I need to iterate over all multi-set permutations of parts of an array, and get the value of a function which depends on the order of elements in the array. What’s the most efficient way to do this?

Only a subset of the array is permuted, however the results of the function depend on the value of every element in the array.

I’ve come up with:

using Combinatorics, Statistics

my_array = rand('a':'d', 40)

# Example function, my function is about as trivial in terms of runtime
my_func(x, y) = mean(cumsum(x .== y))

function get_all_results(arr)
    # Only permute part of the array, e.g. here all a's and c's in the array
    ps = multiset_permutations(arr[in(['a', 'c']).(arr)], sum(in(['a', 'c']).(arr)))
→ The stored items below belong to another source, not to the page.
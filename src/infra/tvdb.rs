use regex::Regex;
use serde::Deserialize;
use std::sync::LazyLock;
use thiserror::Error;

use crate::domain::models::SeriesCandidate;

const TVDB_API_BASE: &str = "https://api.thetvdb.com";

/// Show and episode lookup contract the resolver consumes. "No match" is
/// an empty list or `None`, never an error; errors mean the catalog itself
/// is unreachable or rejecting us, which no later query will survive.
pub trait Catalog {
    fn search_series(&mut self, name: &str) -> Result<Vec<SeriesCandidate>, CatalogError>;
    fn lookup_episode(
        &mut self,
        series_id: u32,
        season: u32,
        episode: u32,
    ) -> Result<Option<String>, CatalogError>;
}

#[derive(Debug, Error)]
pub enum CatalogError {
    #[error("TVDB currently down. Please try again later.")]
    Unavailable,
    #[error("TVDB error: {0}")]
    Api(String),
    #[error("TVDB request failed: {0}")]
    Transport(#[from] reqwest::Error),
    #[error("malformed TVDB response: {0}")]
    Decode(#[from] serde_json::Error),
}

#[derive(Debug, Clone, Deserialize)]
pub struct TvdbCredentials {
    pub api_key: String,
    pub user_key: String,
    pub username: String,
}

#[derive(Debug, Deserialize)]
struct LoginResponse {
    data: LoginData,
}

#[derive(Debug, Deserialize)]
struct LoginData {
    token: String,
}

#[derive(Debug, Deserialize)]
struct SearchResponse {
    data: Vec<SearchRecord>,
}

#[derive(Debug, Deserialize)]
struct SearchRecord {
    id: u32,
    #[serde(rename = "seriesName")]
    series_name: String,
    #[serde(rename = "firstAired")]
    first_aired: Option<String>,
}

#[derive(Debug, Deserialize)]
struct EpisodeQueryResponse {
    data: Vec<EpisodeRecord>,
}

#[derive(Debug, Deserialize)]
struct EpisodeRecord {
    #[serde(rename = "airedSeason")]
    aired_season: u32,
    #[serde(rename = "airedEpisodeNumber")]
    aired_episode_number: u32,
    #[serde(rename = "episodeName")]
    episode_name: Option<String>,
}

#[derive(Debug, Deserialize)]
struct ErrorResponse {
    #[serde(rename = "Error")]
    error: Option<String>,
}

#[derive(Debug)]
pub struct TvdbClient {
    credentials: TvdbCredentials,
    token: Option<String>,
    http: reqwest::blocking::Client,
}

impl TvdbClient {
    pub fn new(credentials: TvdbCredentials) -> Self {
        Self {
            credentials,
            token: None,
            http: reqwest::blocking::Client::new(),
        }
    }

    /// Exchanges the configured credentials for a bearer token. TVDB
    /// requires this before any other request.
    pub fn login(&mut self) -> Result<(), CatalogError> {
        let body = serde_json::json!({
            "apikey": self.credentials.api_key,
            "userkey": self.credentials.user_key,
            "username": self.credentials.username,
        });
        let response = self
            .http
            .post(format!("{TVDB_API_BASE}/login"))
            .header("Content-Type", "application/json")
            .header("Accept", "application/json")
            .body(body.to_string())
            .send()?;
        let status = response.status();
        let text = response.text()?;
        check_status(status, &text)?;

        let login: LoginResponse = serde_json::from_str(&text)?;
        self.token = Some(login.data.token);
        Ok(())
    }

    fn ensure_authenticated(&mut self) -> Result<String, CatalogError> {
        if let Some(token) = &self.token {
            return Ok(token.clone());
        }
        self.login()?;
        Ok(self.token.clone().unwrap_or_default())
    }
}

impl Catalog for TvdbClient {
    fn search_series(&mut self, name: &str) -> Result<Vec<SeriesCandidate>, CatalogError> {
        let token = self.ensure_authenticated()?;
        let response = self
            .http
            .get(format!("{TVDB_API_BASE}/search/series"))
            .header("Authorization", format!("Bearer {token}"))
            .header("Accept", "application/json")
            .query(&[("name", name)])
            .send()?;
        let status = response.status();
        let text = response.text()?;
        if status == reqwest::StatusCode::NOT_FOUND {
            // TVDB reports "no search results" as a 404
            return Ok(Vec::new());
        }
        check_status(status, &text)?;

        let search: SearchResponse = serde_json::from_str(&text)?;
        Ok(search.data.into_iter().map(SeriesCandidate::from).collect())
    }

    fn lookup_episode(
        &mut self,
        series_id: u32,
        season: u32,
        episode: u32,
    ) -> Result<Option<String>, CatalogError> {
        let token = self.ensure_authenticated()?;
        let response = self
            .http
            .get(format!("{TVDB_API_BASE}/series/{series_id}/episodes/query"))
            .header("Authorization", format!("Bearer {token}"))
            .header("Accept", "application/json")
            .query(&[
                ("airedSeason", season.to_string()),
                ("airedEpisode", episode.to_string()),
            ])
            .send()?;
        let status = response.status();
        let text = response.text()?;
        if status == reqwest::StatusCode::NOT_FOUND {
            return Ok(None);
        }
        check_status(status, &text)?;

        let query: EpisodeQueryResponse = serde_json::from_str(&text)?;
        Ok(query
            .data
            .into_iter()
            .find(|record| record.aired_season == season && record.aired_episode_number == episode)
            .and_then(|record| record.episode_name))
    }
}

fn check_status(status: reqwest::StatusCode, body: &str) -> Result<(), CatalogError> {
    if status == reqwest::StatusCode::SERVICE_UNAVAILABLE {
        return Err(CatalogError::Unavailable);
    }
    if let Ok(err) = serde_json::from_str::<ErrorResponse>(body) {
        if let Some(message) = err.error {
            return Err(CatalogError::Api(message));
        }
    }
    if !status.is_success() {
        return Err(CatalogError::Api(format!("HTTP {status}")));
    }
    Ok(())
}

impl From<SearchRecord> for SeriesCandidate {
    fn from(record: SearchRecord) -> Self {
        SeriesCandidate {
            id: record.id,
            display_name: strip_year(&record.series_name),
            year: record.first_aired.as_deref().and_then(extract_year),
        }
    }
}

static YEAR_SUFFIX: LazyLock<Regex> = LazyLock::new(|| Regex::new(r"\([0-9]{4}\)").unwrap());

/// Removes a "(YYYY)" qualifier from a show title.
fn strip_year(name: &str) -> String {
    YEAR_SUFFIX.replace_all(name, "").trim().to_string()
}

/// Year component of an ISO "YYYY-MM-DD" date.
fn extract_year(date: &str) -> Option<u16> {
    date.split('-').next()?.parse().ok()
}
    result = zeros(length(ps))

    for (i, p) ∈ enumerate(ps)
        # Replace the a's and c's with the permuted a's and c's
        # This is the bit that feels suboptimal?
        arr[in(['a', 'c']).(arr)] = p
        result[i] = my_func(arr, 'c')
    end

    return result
end

But I wonder whether there’s a better way to “shuffle around” the elements in the existing array?

Furthermore, it seems to me that the way I’m doing it currently is not threadsafe/parallelizable, as different threads would try to shuffle the elements in my_array, so if there’s a way around this as well that’d be great!

One and - I promise - only bump for this!

Is this meant to run?

julia> get_all_results(my_array)
ERROR: UndefVarError: multiset_permutations not defined

Ah my apologies, made an MWE in a long running session… multiset_permutations is defined in Combinatorics, and I also used mean from Statistics, have edited the example above

ok! So first(ps) == filter(in(('a','c')), arr), and later p values are permutations of that. Which get copied into the original array before calling my_func(arr, 'c').

You could look at how Combinatorics.MultiSetPermutations works in the hope of doing whatever it does directly on the arr each time, instead of making p? If you want to thread this, you could make a copy of arr per thread?

You can also avoid working out the indices each time via is = findall(in(('a', 'c')), arr), but no idea if it matters much.